3.  Decorative Vanity Backsplash-$$$

Shhh-this upgrade is definitely a builder designer’s secret weapon.  A lot of the production builder accounts I work with use a cultured marble or Venetian marble solid surface countertop, which is thinner than most granite and looks “builder grade”. Instead of upgrading this included builder grade solid surface to a granite or man-made quartz, (which will run you thousands of dollars); I recommend adding some extra elegance for a fraction of the cost by adding a decorative 4” tile vanity backsplash. If you find a reasonably priced tile that complements the included white solid surface countertops, this option will only run you a few hundred dollars opposed to a few thousand. Keep in mind that most countertop fabricators throw in the matching 4” countertop backsplash, so if you opt to do tile instead they will not always give you a credit for not doing it since it is considered a throw-in.

 

 

 

 

 

 

 

 

 

 

 

 

 

4.  The frameless glass shower enclosure-$$$$

The only thing not to love about a frameless shower is the price. This shower enclosure combination is a real

showstopper if you are able to wiggle it in to your upgrade design center allowance.

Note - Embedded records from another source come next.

// theme support for the tui

use ratatui::style::{Color, Modifier, Style};
use std::io::IsTerminal;

#[derive(Debug, Clone, Copy, PartialEq, Eq)]
pub enum ThemeKind {
    Ward,
    Clinic,
    Nord,
    Dracula,
    Gruvbox,
    SolarizedLight,
}

impl ThemeKind {
    pub const ALL: &'static [ThemeKind] = &[
        Self::Ward,
        Self::Clinic,
        Self::Nord,
        Self::Dracula,
        Self::Gruvbox,
        Self::SolarizedLight,
    ];

    pub fn name(self) -> &'static str {
        match self {
            Self::Ward => "ward (dark)",
            Self::Clinic => "clinic (light)",
            Self::Nord => "nord",
            Self::Dracula => "dracula",
            Self::Gruvbox => "gruvbox",
            Self::SolarizedLight => "solarized light",
        }
    }

    pub fn index(self) -> usize {
        Self::ALL.iter().position(|&t| t == self).unwrap_or(0)
    }
}

/// Light terminals get the clinic theme, everything else (or unknown) gets ward.
pub fn detect_theme() -> ThemeKind {
    if !std::io::stdout().is_terminal() {
        return ThemeKind::Ward;
    }
    match terminal_light::luma() {
        Ok(luma) if luma > 0.6 => ThemeKind::Clinic,
        _ => ThemeKind::Ward,
    }
}

#[derive(Debug, Clone)]
pub struct Theme {
    pub bg: Color,
    pub fg: Color,
    pub accent: Color,
    pub border: Color,
    pub selection: Color,
    pub error: Color,
    pub success: Color,
    pub warning: Color,
    pub muted: Color,
}

impl Theme {
    pub fn from_kind(kind: ThemeKind) -> Self {
        match kind {
            ThemeKind::Ward => Self {
                bg: Color::Rgb(16, 24, 32),
                fg: Color::Rgb(214, 226, 232),
                accent: Color::Rgb(34, 184, 207),
                border: Color::Rgb(48, 66, 80),
                selection: Color::Rgb(30, 48, 60),
                error: Color::Rgb(240, 98, 110),
                success: Color::Rgb(94, 214, 152),
                warning: Color::Rgb(240, 190, 90),
                muted: Color::Rgb(110, 130, 145),
            },
            ThemeKind::Clinic => Self {
                bg: Color::Rgb(240, 249, 251),
                fg: Color::Rgb(24, 40, 48),
                accent: Color::Rgb(14, 116, 144),
                border: Color::Rgb(165, 212, 227),
                selection: Color::Rgb(207, 236, 244),
                error: Color::Rgb(190, 40, 60),
                success: Color::Rgb(30, 130, 80),
                warning: Color::Rgb(180, 120, 20),
                muted: Color::Rgb(110, 125, 135),
            },
            ThemeKind::Nord => Self {
                bg: Color::Rgb(46, 52, 64),
                fg: Color::Rgb(236, 239, 244),
                accent: Color::Rgb(136, 192, 208),
                border: Color::Rgb(67, 76, 94),
                selection: Color::Rgb(59, 66, 82),
                error: Color::Rgb(191, 97, 106),
                success: Color::Rgb(163, 190, 140),
                warning: Color::Rgb(235, 203, 139),
                muted: Color::Rgb(97, 110, 136),
            },
            ThemeKind::Dracula => Self {
                bg: Color::Rgb(40, 42, 54),
                fg: Color::Rgb(248, 248, 242),
                accent: Color::Rgb(139, 233, 253),
                border: Color::Rgb(68, 71, 90),
                selection: Color::Rgb(68, 71, 90),
                error: Color::Rgb(255, 85, 85),
                success: Color::Rgb(80, 250, 123),
                warning: Color::Rgb(241, 250, 140),
                muted: Color::Rgb(98, 114, 164),
            },
            ThemeKind::Gruvbox => Self {
                bg: Color::Rgb(40, 40, 40),
                fg: Color::Rgb(235, 219, 178),
                accent: Color::Rgb(131, 165, 152),
                border: Color::Rgb(80, 73, 69),
                selection: Color::Rgb(60, 56, 54),
                error: Color::Rgb(251, 73, 52),
                success: Color::Rgb(184, 187, 38),
                warning: Color::Rgb(250, 189, 47),
                muted: Color::Rgb(146, 131, 116),
            },
            ThemeKind::SolarizedLight => Self {
                bg: Color::Rgb(253, 246, 227),
                fg: Color::Rgb(88, 110, 117),
                accent: Color::Rgb(42, 161, 152),
                border: Color::Rgb(238, 232, 213),
                selection: Color::Rgb(238, 232, 213),
                error: Color::Rgb(220, 50, 47),
                success: Color::Rgb(133, 153, 0),
                warning: Color::Rgb(181, 137, 0),
                muted: Color::Rgb(147, 161, 161),
            },
        }
    }

    // style helpers
    pub fn base(&self) -> Style {
        Style::default().fg(self.fg).bg(self.bg)
    }

    pub fn accent(&self) -> Style {
        Style::default().fg(self.accent)
    }

    pub fn border(&self) -> Style {
        Style::default().fg(self.border)
    }

    pub fn selected(&self) -> Style {
        Style::default()
            .bg(self.selection)
            .add_modifier(Modifier::BOLD)
    }

    pub fn error(&self) -> Style {
        Style::default().fg(self.error)
    }

    pub fn success(&self) -> Style {
        Style::default().fg(self.success)
    }

    pub fn warning(&self) -> Style {
        Style::default().fg(self.warning)
    }

    pub fn muted(&self) -> Style {
        Style::default().fg(self.muted)
    }

    pub fn title(&self) -> Style {
        Style::default()
            .fg(self.accent)
            .add_modifier(Modifier::BOLD)
    }

    pub fn heading(&self) -> Style {
        Style::default().fg(self.fg).add_modifier(Modifier::BOLD)
    }
}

By not having a frame, your shower will feel bigger and more open. To achieve the frameless shower glass look but to prevent any sort of future water leakage, I recommend doing the frameless with side channel mounts which will ensure the water stays in without compromising the look of a frameless shower.

 

5. Storage-$$$$$

Additional storage can be very expensive in a bathroom depending on the form of storage you want and can directly affect the layout, which is the driver of cost. Additional storage can be achieved with adding drawers to the cabinetry, medicine cabinets, or cabinets over the commodes, which are referred to as “head knockers”.  For cost purposes, it is less expensive to frame/drywall a linen closet in a bathroom than it would be to build a linen closet with the cabinetry company. My favorite hidden storage comes in the form of a framed-in medicine cabinet by Roburn. This particular Uplift medicine cabinet also functions as a decorative mirror as well as an additional light source. This stunner would definitely be an item you would want to plan with your builder or remodeler from the beginning or the project to ensure the proper framing and electrical work.